### Task to carry out
All lines below are to be output exactly as they stand.
↓↓↓
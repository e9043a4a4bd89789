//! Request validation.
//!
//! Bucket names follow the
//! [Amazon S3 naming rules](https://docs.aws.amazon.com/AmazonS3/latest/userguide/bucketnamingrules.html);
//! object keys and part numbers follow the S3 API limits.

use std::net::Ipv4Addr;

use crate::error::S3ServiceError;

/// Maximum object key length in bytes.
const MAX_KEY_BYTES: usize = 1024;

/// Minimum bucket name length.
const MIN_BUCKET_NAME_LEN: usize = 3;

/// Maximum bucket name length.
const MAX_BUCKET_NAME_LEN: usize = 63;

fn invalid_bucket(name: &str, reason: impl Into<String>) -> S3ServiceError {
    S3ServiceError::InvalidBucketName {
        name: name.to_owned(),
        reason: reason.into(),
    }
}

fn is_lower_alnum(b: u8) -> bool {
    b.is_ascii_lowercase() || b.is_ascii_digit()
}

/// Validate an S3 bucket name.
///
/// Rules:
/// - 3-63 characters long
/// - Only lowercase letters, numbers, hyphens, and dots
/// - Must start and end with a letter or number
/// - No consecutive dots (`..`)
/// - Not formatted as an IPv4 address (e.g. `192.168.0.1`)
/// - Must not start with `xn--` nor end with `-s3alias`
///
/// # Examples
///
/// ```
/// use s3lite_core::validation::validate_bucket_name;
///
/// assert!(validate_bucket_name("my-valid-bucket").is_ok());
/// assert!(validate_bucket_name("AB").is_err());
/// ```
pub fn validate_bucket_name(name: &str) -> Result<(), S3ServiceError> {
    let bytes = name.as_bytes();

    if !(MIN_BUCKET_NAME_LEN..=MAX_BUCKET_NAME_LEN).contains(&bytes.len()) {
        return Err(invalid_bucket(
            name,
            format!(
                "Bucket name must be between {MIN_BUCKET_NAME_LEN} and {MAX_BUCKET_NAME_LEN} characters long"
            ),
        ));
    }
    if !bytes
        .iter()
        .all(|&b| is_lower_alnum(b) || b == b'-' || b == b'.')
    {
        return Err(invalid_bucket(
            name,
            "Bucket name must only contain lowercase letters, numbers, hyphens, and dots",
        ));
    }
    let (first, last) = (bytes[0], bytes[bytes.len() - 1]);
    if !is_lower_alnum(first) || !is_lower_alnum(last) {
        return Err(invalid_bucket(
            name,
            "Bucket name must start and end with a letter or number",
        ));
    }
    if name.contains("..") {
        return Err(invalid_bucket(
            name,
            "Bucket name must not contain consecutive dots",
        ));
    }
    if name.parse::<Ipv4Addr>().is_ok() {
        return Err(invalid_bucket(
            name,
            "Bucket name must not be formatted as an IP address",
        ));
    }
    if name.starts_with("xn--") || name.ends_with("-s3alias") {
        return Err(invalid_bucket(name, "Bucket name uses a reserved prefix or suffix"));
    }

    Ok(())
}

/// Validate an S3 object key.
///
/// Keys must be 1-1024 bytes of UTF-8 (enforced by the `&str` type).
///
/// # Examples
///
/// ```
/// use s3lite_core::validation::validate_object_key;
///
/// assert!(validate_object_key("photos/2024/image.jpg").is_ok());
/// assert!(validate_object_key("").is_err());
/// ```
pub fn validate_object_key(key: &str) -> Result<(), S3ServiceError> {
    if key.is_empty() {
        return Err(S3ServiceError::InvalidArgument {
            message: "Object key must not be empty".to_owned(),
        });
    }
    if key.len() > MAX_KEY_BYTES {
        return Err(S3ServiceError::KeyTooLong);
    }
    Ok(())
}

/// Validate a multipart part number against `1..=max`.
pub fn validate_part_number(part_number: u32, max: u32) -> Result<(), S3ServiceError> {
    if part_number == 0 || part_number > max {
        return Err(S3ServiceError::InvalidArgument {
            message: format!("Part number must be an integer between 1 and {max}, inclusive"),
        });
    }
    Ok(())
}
↑↑↑
### Response
repository e9043a4a4bd89789
//! Request validation.
//!
//! Bucket names follow the
//! [Amazon S3 naming rules](https://docs.aws.amazon.com/AmazonS3/latest/userguide/bucketnamingrules.html);
//! object keys and part numbers follow the S3 API limits.

use std::net::Ipv4Addr;

use crate::error::S3ServiceError;

/// Maximum object key length in bytes.
const MAX_KEY_BYTES: usize = 1024;

/// Minimum bucket name length.
const MIN_BUCKET_NAME_LEN: usize = 3;

/// Maximum bucket name length.
const MAX_BUCKET_NAME_LEN: usize = 63;

fn invalid_bucket(name: &str, reason: impl Into<String>) -> S3ServiceError {
    S3ServiceError::InvalidBucketName {
        name: name.to_owned(),
        reason: reason.into(),
    }
}

fn is_lower_alnum(b: u8) -> bool {
    b.is_ascii_lowercase() || b.is_ascii_digit()
}

/// Validate an S3 bucket name.
///
/// Rules:
/// - 3-63 characters long
/// - Only lowercase letters, numbers, hyphens, and dots
/// - Must start and end with a letter or number
/// - No consecutive dots (`..`)
/// - Not formatted as an IPv4 address (e.g. `192.168.0.1`)
/// - Must not start with `xn--` nor end with `-s3alias`
///
/// # Examples
///
/// ```
/// use s3lite_core::validation::validate_bucket_name;
///
/// assert!(validate_bucket_name("my-valid-bucket").is_ok());
/// assert!(validate_bucket_name("AB").is_err());
/// ```
pub fn validate_bucket_name(name: &str) -> Result<(), S3ServiceError> {
    let bytes = name.as_bytes();

    if !(MIN_BUCKET_NAME_LEN..=MAX_BUCKET_NAME_LEN).contains(&bytes.len()) {
        return Err(invalid_bucket(
            name,
            format!(
                "Bucket name must be between {MIN_BUCKET_NAME_LEN} and {MAX_BUCKET_NAME_LEN} characters long"
            ),
        ));
    }
    if !bytes
        .iter()
        .all(|&b| is_lower_alnum(b) || b == b'-' || b == b'.')
    {
        return Err(invalid_bucket(
            name,
            "Bucket name must only contain lowercase letters, numbers, hyphens, and dots",
        ));
    }
    let (first, last) = (bytes[0], bytes[bytes.len() - 1]);
    if !is_lower_alnum(first) || !is_lower_alnum(last) {
        return Err(invalid_bucket(
            name,
            "Bucket name must start and end with a letter or number",
        ));
    }
    if name.contains("..") {
        return Err(invalid_bucket(
            name,
            "Bucket name must not contain consecutive dots",
        ));
    }
    if name.parse::<Ipv4Addr>().is_ok() {
        return Err(invalid_bucket(
            name,
            "Bucket name must not be formatted as an IP address",
        ));
    }
    if name.starts_with("xn--") || name.ends_with("-s3alias") {
        return Err(invalid_bucket(name, "Bucket name uses a reserved prefix or suffix"));
    }

    Ok(())
}

/// Validate an S3 object key.
///
/// Keys must be 1-1024 bytes of UTF-8 (enforced by the `&str` type).
///
/// # Examples
///
/// ```
/// use s3lite_core::validation::validate_object_key;
///
/// assert!(validate_object_key("photos/2024/image.jpg").is_ok());
/// assert!(validate_object_key("").is_err());
/// ```
pub fn validate_object_key(key: &str) -> Result<(), S3ServiceError> {
    if key.is_empty() {
        return Err(S3ServiceError::InvalidArgument {
            message: "Object key must not be empty".to_owned(),
        });
    }
    if key.len() > MAX_KEY_BYTES {
        return Err(S3ServiceError::KeyTooLong);
    }
    Ok(())
}

/// Validate a multipart part number against `1..=max`.
pub fn validate_part_number(part_number: u32, max: u32) -> Result<(), S3ServiceError> {
    if part_number == 0 || part_number > max {
        return Err(S3ServiceError::InvalidArgument {
            message: format!("Part number must be an integer between 1 and {max}, inclusive"),
        });
    }
    Ok(())
}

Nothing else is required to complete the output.